_What to do_
Considering the entries that follow, report how many lines include the string "from", giving the number alone.

+++ Source records +++

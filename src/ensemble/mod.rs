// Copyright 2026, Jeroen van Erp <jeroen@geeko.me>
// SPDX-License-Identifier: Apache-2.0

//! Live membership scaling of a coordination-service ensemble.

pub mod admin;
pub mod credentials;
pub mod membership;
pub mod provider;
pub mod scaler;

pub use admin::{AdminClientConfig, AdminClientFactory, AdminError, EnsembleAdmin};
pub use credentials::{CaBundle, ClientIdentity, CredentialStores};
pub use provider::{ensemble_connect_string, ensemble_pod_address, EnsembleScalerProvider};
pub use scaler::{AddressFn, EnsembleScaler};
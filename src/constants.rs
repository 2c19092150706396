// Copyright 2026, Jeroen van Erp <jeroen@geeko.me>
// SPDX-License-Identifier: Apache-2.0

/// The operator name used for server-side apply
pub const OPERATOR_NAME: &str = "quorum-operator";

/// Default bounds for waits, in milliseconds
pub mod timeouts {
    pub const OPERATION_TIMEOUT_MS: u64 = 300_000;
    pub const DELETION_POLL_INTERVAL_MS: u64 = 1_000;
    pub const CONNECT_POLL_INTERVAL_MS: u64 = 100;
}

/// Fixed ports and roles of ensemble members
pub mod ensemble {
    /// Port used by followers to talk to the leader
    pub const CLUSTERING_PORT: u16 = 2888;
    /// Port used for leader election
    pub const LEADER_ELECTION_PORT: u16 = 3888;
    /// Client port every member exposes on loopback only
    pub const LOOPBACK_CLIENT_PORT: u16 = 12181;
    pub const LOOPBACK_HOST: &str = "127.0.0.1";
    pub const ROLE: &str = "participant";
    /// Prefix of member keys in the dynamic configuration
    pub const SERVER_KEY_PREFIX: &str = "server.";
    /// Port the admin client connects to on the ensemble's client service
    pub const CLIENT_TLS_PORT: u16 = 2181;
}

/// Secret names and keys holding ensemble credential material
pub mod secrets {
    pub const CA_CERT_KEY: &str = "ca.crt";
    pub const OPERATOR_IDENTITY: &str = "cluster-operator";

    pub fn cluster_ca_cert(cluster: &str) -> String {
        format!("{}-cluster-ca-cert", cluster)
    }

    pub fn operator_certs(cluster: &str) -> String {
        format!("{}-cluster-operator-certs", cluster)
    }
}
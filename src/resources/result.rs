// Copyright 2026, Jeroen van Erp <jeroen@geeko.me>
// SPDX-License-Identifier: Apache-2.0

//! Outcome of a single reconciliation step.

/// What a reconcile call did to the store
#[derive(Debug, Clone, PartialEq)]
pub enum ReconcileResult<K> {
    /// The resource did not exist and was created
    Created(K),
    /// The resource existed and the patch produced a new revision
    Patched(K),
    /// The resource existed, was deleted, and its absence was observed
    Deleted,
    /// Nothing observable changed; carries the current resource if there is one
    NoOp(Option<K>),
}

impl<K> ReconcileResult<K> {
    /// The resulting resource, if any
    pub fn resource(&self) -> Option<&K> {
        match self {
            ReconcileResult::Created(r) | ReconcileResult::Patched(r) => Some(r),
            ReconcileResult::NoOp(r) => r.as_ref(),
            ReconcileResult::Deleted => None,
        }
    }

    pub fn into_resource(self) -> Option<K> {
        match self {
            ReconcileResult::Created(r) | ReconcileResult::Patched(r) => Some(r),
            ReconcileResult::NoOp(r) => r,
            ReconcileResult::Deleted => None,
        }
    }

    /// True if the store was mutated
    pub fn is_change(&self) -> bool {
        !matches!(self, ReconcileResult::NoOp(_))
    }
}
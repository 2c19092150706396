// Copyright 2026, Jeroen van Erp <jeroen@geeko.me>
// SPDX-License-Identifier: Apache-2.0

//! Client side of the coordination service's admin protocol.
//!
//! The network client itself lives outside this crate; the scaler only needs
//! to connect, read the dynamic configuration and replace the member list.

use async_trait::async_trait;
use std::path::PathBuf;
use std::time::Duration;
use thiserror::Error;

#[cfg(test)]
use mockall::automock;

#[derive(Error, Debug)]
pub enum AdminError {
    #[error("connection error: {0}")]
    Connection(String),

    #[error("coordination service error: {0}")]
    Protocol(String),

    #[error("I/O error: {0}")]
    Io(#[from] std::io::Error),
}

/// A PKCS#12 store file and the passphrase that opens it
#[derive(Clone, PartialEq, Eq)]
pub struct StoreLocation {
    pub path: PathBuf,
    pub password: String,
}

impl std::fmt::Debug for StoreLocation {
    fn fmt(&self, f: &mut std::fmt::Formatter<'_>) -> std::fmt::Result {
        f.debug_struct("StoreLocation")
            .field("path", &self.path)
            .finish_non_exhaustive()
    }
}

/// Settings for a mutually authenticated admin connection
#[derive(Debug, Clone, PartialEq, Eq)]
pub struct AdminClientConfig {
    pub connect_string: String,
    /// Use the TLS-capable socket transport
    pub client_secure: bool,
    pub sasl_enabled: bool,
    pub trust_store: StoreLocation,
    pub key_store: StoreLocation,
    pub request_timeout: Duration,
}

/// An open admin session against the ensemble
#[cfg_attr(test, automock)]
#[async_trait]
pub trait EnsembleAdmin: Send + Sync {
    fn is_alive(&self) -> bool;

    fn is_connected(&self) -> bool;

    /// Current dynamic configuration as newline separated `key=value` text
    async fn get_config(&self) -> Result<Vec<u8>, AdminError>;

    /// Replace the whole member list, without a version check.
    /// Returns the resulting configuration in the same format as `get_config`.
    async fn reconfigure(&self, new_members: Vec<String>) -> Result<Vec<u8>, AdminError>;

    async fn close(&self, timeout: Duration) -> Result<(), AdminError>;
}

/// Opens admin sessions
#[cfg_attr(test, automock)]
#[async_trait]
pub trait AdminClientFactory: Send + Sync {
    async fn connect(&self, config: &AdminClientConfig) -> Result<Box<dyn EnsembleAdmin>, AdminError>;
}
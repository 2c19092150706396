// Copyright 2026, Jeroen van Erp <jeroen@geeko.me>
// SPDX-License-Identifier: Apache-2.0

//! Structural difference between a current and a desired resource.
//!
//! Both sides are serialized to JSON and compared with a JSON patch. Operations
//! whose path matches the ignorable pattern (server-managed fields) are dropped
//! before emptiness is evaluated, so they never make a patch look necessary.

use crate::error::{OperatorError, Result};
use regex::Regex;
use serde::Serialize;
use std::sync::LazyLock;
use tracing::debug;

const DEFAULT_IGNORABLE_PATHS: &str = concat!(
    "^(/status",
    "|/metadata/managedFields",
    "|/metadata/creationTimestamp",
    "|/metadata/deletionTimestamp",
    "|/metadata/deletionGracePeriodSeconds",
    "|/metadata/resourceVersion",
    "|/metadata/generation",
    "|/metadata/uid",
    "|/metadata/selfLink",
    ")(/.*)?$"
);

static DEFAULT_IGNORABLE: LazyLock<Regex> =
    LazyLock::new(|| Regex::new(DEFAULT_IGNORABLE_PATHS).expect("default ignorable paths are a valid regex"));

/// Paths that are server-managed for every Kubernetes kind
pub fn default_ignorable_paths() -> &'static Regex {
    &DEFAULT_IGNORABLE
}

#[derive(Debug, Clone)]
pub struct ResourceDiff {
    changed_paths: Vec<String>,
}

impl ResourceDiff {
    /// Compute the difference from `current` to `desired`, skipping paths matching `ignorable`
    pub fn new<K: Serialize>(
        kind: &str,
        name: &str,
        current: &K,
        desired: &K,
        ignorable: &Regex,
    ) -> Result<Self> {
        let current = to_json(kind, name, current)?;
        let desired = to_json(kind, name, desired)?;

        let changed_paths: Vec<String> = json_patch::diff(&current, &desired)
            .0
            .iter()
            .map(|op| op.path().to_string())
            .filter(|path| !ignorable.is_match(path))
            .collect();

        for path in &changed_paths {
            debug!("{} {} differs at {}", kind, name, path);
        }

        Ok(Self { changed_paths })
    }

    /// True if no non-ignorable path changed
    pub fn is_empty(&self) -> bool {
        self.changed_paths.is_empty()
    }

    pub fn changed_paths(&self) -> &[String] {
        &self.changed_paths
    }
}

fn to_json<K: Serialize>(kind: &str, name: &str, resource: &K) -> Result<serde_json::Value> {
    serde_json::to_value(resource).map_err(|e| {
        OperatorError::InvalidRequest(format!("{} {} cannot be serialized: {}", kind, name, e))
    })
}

+++

_Answer to the exercise_
2